I recently read (finally) Siba Shakib’s well-known novel Afghanistan, Where God Only Comes to Weep. It is a story about Shirin-Gol, Afghan woman who was just a young girl when her village was levelled by the Russians’ bombs in 1979. We follow her life from her teenage years to her adulthood – going from one refugee camp to antoher, from Afghanistan to Pakistan, from Pakistan to Iran and back to Afghanistan. And all of that before the US invasion (the book was published in 2002). Who knows what happened to Shirin-Gol later…
Siba Shakib is an Iranian-German filmmaker and writer, and she spent many years working in Afghanistan. This book (she was just finishing it when the attack on World Trade Center happened) was a result of her ‘story-collecting’ ventures in Afghanistan. Seeing all the suffering, particularly the burden women carry on their shoulders, she decided to write this book. This is a story about Shirin-Gol, but it is, at the same time, a story about millions of Afghan women (and men) and their endless suffering.

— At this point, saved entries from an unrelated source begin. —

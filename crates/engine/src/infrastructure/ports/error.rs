//! Error types for port operations.

/// Repository operation errors with context for debugging.
#[derive(Debug, thiserror::Error)]
pub enum RepoError {
    /// Unique key already taken - the store is the final authority on this.
    #[error("{entity_type} already exists: {id}")]
    Conflict {
        entity_type: &'static str,
        id: String,
    },

    /// Database operation failed - includes operation name for tracing.
    #[error("Database error in {operation}: {message}")]
    Database {
        operation: &'static str,
        message: String,
    },

    /// Stored data could not be mapped back into a domain value.
    #[error("Serialization error: {0}")]
    Serialization(String),
}

impl RepoError {
    /// Create a Conflict error with entity type and ID context.
    pub fn conflict(entity_type: &'static str, id: impl ToString) -> Self {
        Self::Conflict {
            entity_type,
            id: id.to_string(),
        }
    }

    /// Create a Database error with operation context.
    pub fn database(operation: &'static str, message: impl ToString) -> Self {
        Self::Database {
            operation,
            message: message.to_string(),
        }
    }

    /// Create a Serialization error.
    pub fn serialization(message: impl ToString) -> Self {
        Self::Serialization(message.to_string())
    }

    /// Check if this is a Conflict error.
    pub fn is_conflict(&self) -> bool {
        matches!(self, Self::Conflict { .. })
    }
}

#[derive(Debug, thiserror::Error)]
pub enum AssetError {
    #[error("Failed to write asset {path}: {message}")]
    Write { path: String, message: String },
}

#[derive(Debug, thiserror::Error)]
pub enum RelayError {
    #[error("Relay access key is not configured")]
    NotConfigured,
    #[error("Relay request failed: {0}")]
    RequestFailed(String),
    #[error("Relay rejected submission with status {status}: {body}")]
    Rejected { status: u16, body: String },
}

The book was fast-paced and simply written, it really felt like listening to Shirin-Gol’s story. You may feel there’s some depth missing from the story, you may look for more explanation, but this book will not provide you with that. I don’t think it lacks quality for that reason. This was meant to be a book written the only way war (often) allows us to write and tell stories – with not much time to reflect on things, with constant changes and adaptation to new circumstances.
That is why, when things settle down, when the defence mechanism is down, when you are finally at peace for a while – you start feeling the pain kicking in. It is like Khaled Juma wrote about his experience in Gaza: “I recall that after the 2012 war, many people said to me: ‘It is strange that we did not feel scared during the war, but after it finished we feel terrified.’ This is precisely the concept of ‘crisis storage.'”
Unlike many foreign authors who write about Afghanistan (and other war-torn countries) Siba Shakib doesn’t make this book about herself, about her journey through the demolished country. The focus is were it should be – on the victims, the Afghan people. Shakib lets them speak through his book.
Although I read a lot about Afghanistan and its people, it’s always incredible how much suffering can fit into one lifetime, one body, one heart. It is incredible how people can endure it, how they go on, how they survive. We must pay respect to their courage and we must be aware of their pain. This book doesn’t exist for us (by us I mean people who don’t live in a war-torn country) to feel better about our lives, this book exists so that we could do something about them (by them I mean people who are suffering, people caught in the horrors of war). Afghanistan, Were God Only Comes to Weep is only a tiny part of the big Afghanistan puzzle, but it is worthy of attention – read it.